It’s time to sit back, relax and enjoy a little joe …
Welcome to another rousing edition of Black Coffee, your off-beat weekly round-up of what’s been going on in the world of money and personal finance.
I hope everybody had a wonderful week. And with that, let’s get right to this week’s commentary, shall we?
People will buy snake oil from anybody who seems to be selling it in a persuasive way.
– Frederick Buechner
There was money to be made giving all these people what they thought they wanted.
– Robert Shiller, Animal Spirits
Three groups spend other people’s money: children, thieves, and politicians. All three need supervision.
– Dick Armey
Credits and Debits
Debit: Did you see this? As of May 13th, there were approximately 6281 common stocks from A to ZYXI listed in the US. Now for the punchline: Not counting delisted stocks, mergers or name-changes, nearly 1 in 6 of those stocks is at least 80% off its high. That’s an astounding statistic. Then again, I’m sure it’s probably nothing.
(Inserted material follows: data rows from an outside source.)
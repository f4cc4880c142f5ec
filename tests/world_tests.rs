use impulse2d::{
    config::{DEFAULT_SCREEN_HEIGHT, DEFAULT_SCREEN_WIDTH},
    *,
};

fn ball(x: f64, y: f64, radius: f64) -> Body {
    Body::circle(Vector2::new(x, y), radius, BodyOptions::dynamic()).unwrap()
}

fn ball_on(layer: i32, x: f64, y: f64) -> Body {
    Body::circle(Vector2::new(x, y), 5.0, BodyOptions::dynamic().on_layer(layer)).unwrap()
}

fn weightless() -> World {
    World::new(WorldConfig::weightless()).unwrap()
}

#[test]
fn bodies_fall_under_gravity() {
    let mut world = World::default();
    let id = world.add(ball(400.0, 100.0, 10.0));

    world.step();

    let body = world.body(id).expect("body should exist");
    assert!(body.position.y > 100.0, "body should start falling, y = {}", body.position.y);
    assert!(body.velocity.y > 0.0);
    assert_eq!(body.force, Vector2::ZERO);
}

#[test]
fn static_bodies_stay_put() {
    let mut world = World::default();
    let slab = Vector2::new(300.0, 20.0);
    let ground =
        world.add(Body::rect(Vector2::new(400.0, 500.0), slab, BodyOptions::fixed()).unwrap());
    let pillar =
        world.add(Body::circle(Vector2::new(200.0, 300.0), 15.0, BodyOptions::fixed()).unwrap());
    for i in 0..5 {
        world.add(ball(180.0 + i as f64 * 12.0, 250.0, 8.0));
    }
    let crate_size = Vector2::splat(20.0);
    world.add(Body::rect(Vector2::new(400.0, 440.0), crate_size, BodyOptions::dynamic()).unwrap());

    for _ in 0..120 {
        world.step();
        for id in [ground, pillar] {
            let body = world.body(id).unwrap();
            assert_eq!(body.velocity, Vector2::ZERO);
            assert_eq!(body.angular_velocity, 0.0);
        }
    }
    assert_eq!(world.body(ground).unwrap().position, Vector2::new(400.0, 500.0));
    assert_eq!(world.body(pillar).unwrap().position, Vector2::new(200.0, 300.0));
}

#[test]
fn far_away_body_is_pruned_after_one_step() {
    let mut world = World::default();
    let stays = world.add(ball(400.0, 300.0, 5.0));
    let leaves = world.add(ball(3.0 * DEFAULT_SCREEN_WIDTH, 300.0, 5.0));
    assert_eq!(world.len(), 2);

    world.step();

    assert_eq!(world.len(), 1);
    assert!(world.body(leaves).is_none());
    assert!(world.body(stays).is_some());
    assert_eq!(world.last_profile().pruned_count, 1);
}

#[test]
fn pruning_keeps_contacts_of_surviving_bodies() {
    let mut world = weightless();
    world.add(ball(3.0 * DEFAULT_SCREEN_WIDTH, 300.0, 5.0));
    world.add(ball(3.0 * DEFAULT_SCREEN_WIDTH, 305.0, 5.0));
    let left = world.add(ball(400.0, 300.0, 10.0));
    let right = world.add(ball(415.0, 300.0, 10.0));

    world.step();

    assert_eq!(world.len(), 2);
    assert_eq!(world.last_profile().pruned_count, 2);
    assert_eq!(world.contacts().len(), 1);
    assert_eq!(world.last_profile().contact_count, 1);

    let contact = &world.contacts()[0];
    let bodies = world.bodies();
    let (a, b) = (&bodies[contact.a], &bodies[contact.b]);
    let mut pair = [a.id(), b.id()];
    pair.sort();
    assert_eq!(pair, [left, right]);
    assert!(contact.normal.dot(b.position - a.position) > 0.0);
}

#[test]
fn body_mut_cannot_break_layer_order() {
    let mut world = weightless();
    let a = world.add(ball_on(1, 100.0, 100.0));
    world.add(ball_on(2, 200.0, 100.0));
    world.add(ball_on(3, 300.0, 100.0));

    let body = world.body_mut(a).unwrap();
    body.position.x += 5.0;
    body.set_static(true).unwrap();

    assert!(world.set_layer(a, 99));
    world.add(ball_on(0, 400.0, 100.0));

    let layers: Vec<i32> = world.bodies().iter().map(|b| b.layer()).collect();
    assert_eq!(layers, vec![0, 2, 3, 99]);
    assert_eq!(world.group().layer_count(1), 0);
    assert_eq!(world.group().layer_count(99), 1);

    let body = world.body(a).unwrap();
    assert!(body.is_static());
    assert_eq!(body.inv_mass(), 0.0);
    assert_eq!(body.position.x, 105.0);
}

#[test]
fn top_edge_is_only_pruned_when_requested() {
    let above = -2.0 * DEFAULT_SCREEN_HEIGHT;

    let mut world = weightless();
    world.add(ball(400.0, above, 5.0));
    world.step();
    assert_eq!(world.len(), 1);

    let mut config = WorldConfig::weightless();
    config.bounds.check_top = true;
    let mut world = World::new(config).unwrap();
    world.add(ball(400.0, above, 5.0));
    world.step();
    assert!(world.is_empty());
}

#[test]
fn bodies_are_exposed_in_layer_order() {
    let mut world = weightless();
    for (i, layer) in [4, -1, 9, 0, 4, 2].into_iter().enumerate() {
        world.add(ball_on(layer, 50.0 + 60.0 * i as f64, 100.0));
    }
    world.step();

    let layers: Vec<i32> = world.bodies().iter().map(|b| b.layer()).collect();
    assert_eq!(layers, vec![-1, 0, 2, 4, 4, 9]);

    let first = world.bodies()[0].id();
    assert!(world.remove_at(0).is_some());
    assert!(world.body(first).is_none());
    assert!(world.remove_at(99).is_none());
}

#[test]
fn steering_drags_a_body_toward_the_pointer() {
    let mut world = weightless();
    let id = world.add(ball(100.0, 100.0, 10.0));
    let target = Vector2::new(300.0, 200.0);

    let start = world.body(id).unwrap().position.distance(target);
    for _ in 0..30 {
        world.steer_body(id, target, 1.0e6);
        world.step();
    }
    let end = world.body(id).unwrap().position.distance(target);
    assert!(end < start);
}

/// Exhaustive pairs, minus any pair whose bounding circles are apart.
struct BoundingCirclePairs {
    inner: ExhaustivePairs,
}

impl PairSource for BoundingCirclePairs {
    fn name(&self) -> &str {
        "bounding_circles"
    }

    fn collect_pairs(&mut self, bodies: &[Body], pairs: &mut Vec<(usize, usize)>) {
        self.inner.collect_pairs(bodies, pairs);
        pairs.retain(|&(i, j)| {
            let (a, b) = (&bodies[i], &bodies[j]);
            let reach = a.shape().bounding_radius() + b.shape().bounding_radius();
            a.position.distance_squared(b.position) <= reach * reach
        });
    }
}

#[test]
fn custom_pair_source_sees_the_same_contacts() {
    let build = || {
        let mut world = weightless();
        for i in 0..6 {
            world.add(ball(100.0 + 15.0 * i as f64, 300.0, 10.0));
        }
        let half = Vector2::splat(10.0);
        world.add(Body::rect(Vector2::new(600.0, 300.0), half, BodyOptions::dynamic()).unwrap());
        world
    };

    let mut exhaustive = build();
    let mut filtered = build();
    filtered.set_pair_source(BoundingCirclePairs { inner: ExhaustivePairs::new() });
    assert_eq!(filtered.pair_source_name(), "bounding_circles");

    exhaustive.step();
    filtered.step();
    assert_eq!(exhaustive.contacts().len(), 5);
    assert_eq!(filtered.contacts().len(), 5);
    assert!(filtered.last_profile().pair_count < exhaustive.last_profile().pair_count);
}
Debit: It’s not just stocks that are struggling. Bloomberg reports that, “Everywhere you turn, the biggest players in the $24 trillion US Treasuries market are in retreat.” Uh huh. It’s so bad that entities that were once lining up to get their hands on US government debt – such as Japanese pensions and life insurers, foreign governments, and US commercial banks – are no longer interested. In fact, demand for Treasuries is so depressed that even the Fed is now offloading them from its bloated $9 trillion balance sheet – to the tune of $60 billion a month. Even so, that’s hardly put a dent in it. See for yourself:
Debit: Meanwhile, over on the other side of the pond … the United Kingdom is still trying to recover from their recent gilt crisis; ‘gilts’ are the name given to UK government bonds. Unfortunately, the crisis directly impacted the UK’s pensions. How bad was it? Believe it or not, many financial experts are saying it was nearly catastrophic. But was it really? Well … as macroeconomist Daniel Oliver points out, “It seems incredible, but a large chunk of UK pensions was just hours from being completely vaporized.” Yeah, that would definitely be catastrophic.
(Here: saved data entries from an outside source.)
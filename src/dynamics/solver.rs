use crate::{
    collision::contact::ContactManifold,
    config::{DEFAULT_CORRECTION_PERCENT, DEFAULT_ITERATIONS, DEFAULT_PENETRATION_SLOP},
    core::body::Body,
};

/// Sequential impulse solver over a step's contact manifolds.
#[derive(Debug, Clone, Copy, PartialEq)]
pub struct ImpulseSolver {
    pub iterations: u32,
    pub slop: f64,
    pub correction_percent: f64,
}

impl Default for ImpulseSolver {
    fn default() -> Self {
        Self::new()
    }
}

impl ImpulseSolver {
    pub fn new() -> Self {
        Self {
            iterations: DEFAULT_ITERATIONS,
            slop: DEFAULT_PENETRATION_SLOP,
            correction_percent: DEFAULT_CORRECTION_PERCENT,
        }
    }

    /// Runs `iterations` passes of impulse resolution over every manifold.
    pub fn solve_velocities(&self, bodies: &mut [Body], manifolds: &[ContactManifold]) {
        for _ in 0..self.iterations {
            for manifold in manifolds {
                manifold.resolve_collision(bodies);
            }
        }
    }

    /// One positional correction per manifold.
    pub fn correct_positions(&self, bodies: &mut [Body], manifolds: &[ContactManifold]) {
        for manifold in manifolds {
            manifold.positional_correction(bodies, self.slop, self.correction_percent);
        }
    }
}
Credit: For those who are tempted to pooh-pooh the recent UK gilt crisis as hyperbole from the tin foil hat crowd, financial commentator Franklin Sanders reminded everyone this week that, globally, “bond markets are far, far bigger than stock markets – and more important. Government securities are supposed to be the ‘safest’ possible investment, so when they begin to go bad, governments, currencies and financial systems fail.” Sanders then concluded with this: “Something evil is stirring in Mordor.” There sure is. Thankfully, the good guys are coming to save the day. Er … or maybe not:
Credit: Macroeconomist Daniel Oliver offers his own chilling perspective on the gilt crisis: “If the UK pension money was about to vanish, where was it going? Partly to the bankers, of course. But mostly, as with any bubble, the value was illusory. In 2001, Argentina forced private pensions to purchase $2.3 billion in government bonds so that it could pay its debts. The following day, the pensions listed those bonds as an asset – but the value was gone.” Imagine that.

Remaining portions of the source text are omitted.